Tuesday 4 September 2018


THE prices of basic commodities have risen sharply since elections held on July 30 to levels that are too high for a dollarised economy.

The bout of inflation is blamed on excessive government spending and a critical shortage of foreign currency to procure imports and to stabilise bond notes, which have since been devalued by up to 80% on the parallel market.

President Emmerson Mnangagwa, who is in China for the Forum on China-Africa Co-operation (Focac), is seeking a $2 billion bailout to ease the crisis of foreign currency liquidity and cash.

The shortage of bond notes also appears to have worsened on the formal market, despite new, crisp notes being found on the parallel one.

Yesterday, stakeholders blamed the crisis on Mnangagwa’s failure to address “legitimacy” issues and non-appointment of a Cabinet, thus leaving the country on auto-pilot.

Zanu PF legal secretary Munyaradzi Paul Mangwana admitted that the ruling party was equally worried over the trend, adding there were engagements behind the scenes to deal with the economic slump even in the absence of Cabinet.

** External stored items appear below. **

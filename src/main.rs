//! Hindsight - Optimal Trade Schedule Finder
//!
//! Run with: cargo run -- <prices.csv>
//!
//! Builds a DAG of every admissible trade over a minute price series and
//! walks its heaviest path to find the most profitable buy/sell schedule.

use clap::Parser;
use color_eyre::eyre::Result;
use console::style;
use indicatif::{ProgressBar, ProgressStyle};
use std::path::PathBuf;
use std::time::Instant;
use tracing::info;
use tracing_subscriber::{layer::SubscriberExt, util::SubscriberInitExt};

use hindsight::report::Reporter;
use hindsight::{load_series, plan, BuildProgress, Config, ReportFormat};

#[derive(Debug, Parser)]
#[command(name = "hindsight", version, about = "Find the most profitable trade schedule in a price series")]
struct Cli {
    /// CSV file with a header line and `timestamp,price` rows
    file: PathBuf,

    /// TOML config file (defaults to environment / .env)
    #[arg(long)]
    config: Option<PathBuf>,

    /// Write the report to this file instead of the console
    #[arg(short, long)]
    output: Option<String>,

    /// Emit the report as JSON
    #[arg(long)]
    json: bool,

    /// No banner, summary or progress bar
    #[arg(short, long)]
    quiet: bool,
}

fn print_banner() {
    println!();
    println!(
        "{}",
        style("═══════════════════════════════════════════════════════════════").cyan()
    );
    println!(
        "{}",
        style(" 📈 HINDSIGHT - Optimal Trade Schedule Finder").cyan().bold()
    );
    println!(
        "{}",
        style("    Trade DAG | Linear Longest Path | Single Position").cyan()
    );
    println!(
        "{}",
        style("═══════════════════════════════════════════════════════════════").cyan()
    );
    println!();
}

fn progress_bar(quiet: bool, interval: usize) -> Result<ProgressBar> {
    if quiet || interval == 0 {
        return Ok(ProgressBar::hidden());
    }

    let bar = ProgressBar::new(0);
    bar.set_style(
        ProgressStyle::default_bar()
            .template("  {spinner:.cyan} [{bar:40.cyan/blue}] {pos}/{len} minutes expanded")?
            .progress_chars("=> "),
    );
    Ok(bar)
}

fn main() -> Result<()> {
    color_eyre::install()?;

    tracing_subscriber::registry()
        .with(tracing_subscriber::fmt::layer().with_writer(std::io::stderr))
        .with(
            tracing_subscriber::EnvFilter::from_default_env()
                .add_directive("hindsight=info".parse()?),
        )
        .init();

    let cli = Cli::parse();

    let mut config = match &cli.config {
        Some(path) => Config::from_file(path)?,
        None => Config::from_env(),
    };
    if let Some(output) = &cli.output {
        config.report_path = Some(output.clone());
    }
    if cli.json {
        config.report_format = ReportFormat::Json;
    }
    config.validate()?;

    if !cli.quiet {
        print_banner();
        config.print_summary();
        println!();
    }

    // =============================================
    // PHASE 0: INGEST
    // =============================================
    info!("Reading {}", cli.file.display());
    let series = load_series(&cli.file)?;

    // =============================================
    // PHASES 1-2: GRAPH + LONGEST PATH
    // =============================================
    let start = Instant::now();
    let bar = progress_bar(cli.quiet, config.progress_interval)?;
    let mut update_bar = |processed: usize, total: usize| {
        bar.set_length(total as u64);
        bar.set_position(processed as u64);
    };
    let observer: &mut dyn BuildProgress = &mut update_bar;

    let strategy = plan(
        &series,
        config.hold_window(),
        Some((config.progress_interval, observer)),
    );
    bar.finish_and_clear();
    let elapsed = start.elapsed();

    if let Some(path) = &strategy.path {
        info!(
            "Heaviest path visits {} nodes, weight {:.prec$}",
            path.len(),
            path.total_weight,
            prec = config.report_precision
        );
    }

    if let Some(shortfall) = strategy.shortfall {
        if !cli.quiet {
            println!("{} {}", style("!").yellow(), style(shortfall).yellow());
        }
    }

    // =============================================
    // PHASE 3: REPORT
    // =============================================
    let reporter = Reporter::new(config.report_precision, config.report_format);
    match &config.report_path {
        Some(path) => reporter.write_to_file(path, &strategy.trades, strategy.total_profit, &series)?,
        None => reporter.write_to(
            std::io::stdout().lock(),
            &strategy.trades,
            strategy.total_profit,
            &series,
        )?,
    }

    if !cli.quiet {
        println!();
        println!(
            "{} {} samples | {} nodes, {} edges ({} trade edges) | solved in {:?}",
            style("✓").green(),
            series.len(),
            strategy.stats.nodes,
            strategy.stats.edges,
            strategy.stats.trade_edges,
            elapsed
        );
        println!(
            "{} {} trades, total profit {:.prec$}",
            style("💰").green(),
            strategy.trades.len(),
            strategy.total_profit,
            prec = config.report_precision
        );
        if let Some(path) = &config.report_path {
            println!("{} Report written to: {}", style("📝").cyan(), path);
        }
    }

    Ok(())
}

“We obviously are not happy if the prices are going up, we are not happy at all … it doesn’t mean that when there is no Cabinet, there is no government. Permanent secretaries are there, ministries are there,” he said.

Mangwana said Mnangagwa could not appoint a Cabinet before Parliament was sworn-in, but could also not miss Focac, a platform for him to structure deals that have the potential to revive the ailing economy.

“The President appoints ministers from Members of Parliament and no single Member of Parliament has been sworn-in and they are all parliamentary-elect right now … Zimbabweans should be patient,” he said.

Mangwana said government would, upon his return this week, talk to industrialists to appreciate the cause of the price hikes in the past few months and then seek solutions to the massive problems.

“Obviously, government will act, but the first stance is persuasion, talk to industrialists and find out why prices are going up. We would like the process to be stable,” he said.

But MDC Alliance secretary-general Douglas Mwonzora said “darker days” were in the offing for Zimbabwe, following a disputed election, calling on Zanu PF to move quickly to address its legitimacy issues.

“We are headed for an economic catastrophe. The prices of basic commodities have shot up and there are massive job losses looming. It shows that Zanu PF is not the answer to the current economic quagmire we find ourselves in. It is important to redress certain fundamental issues, including the chronic issue of legitimacy and respect of the people’s will,” he said.

Mwonzora took potshots at Mnangagwa, accusing him of flying out of the country for Focac before appointing a Cabinet, thus leaving the country on “auto-pilot”.

“The country right now is clearly on auto-pilot with the President having gone AWOL. He has not attended to the appointment of Cabinet, leaving a policy gap, lack of confidence and free-for-all which is now manifesting in the failing of the bond note, price hikes and spinning economy which Zanu PF is clueless to contain,” he said.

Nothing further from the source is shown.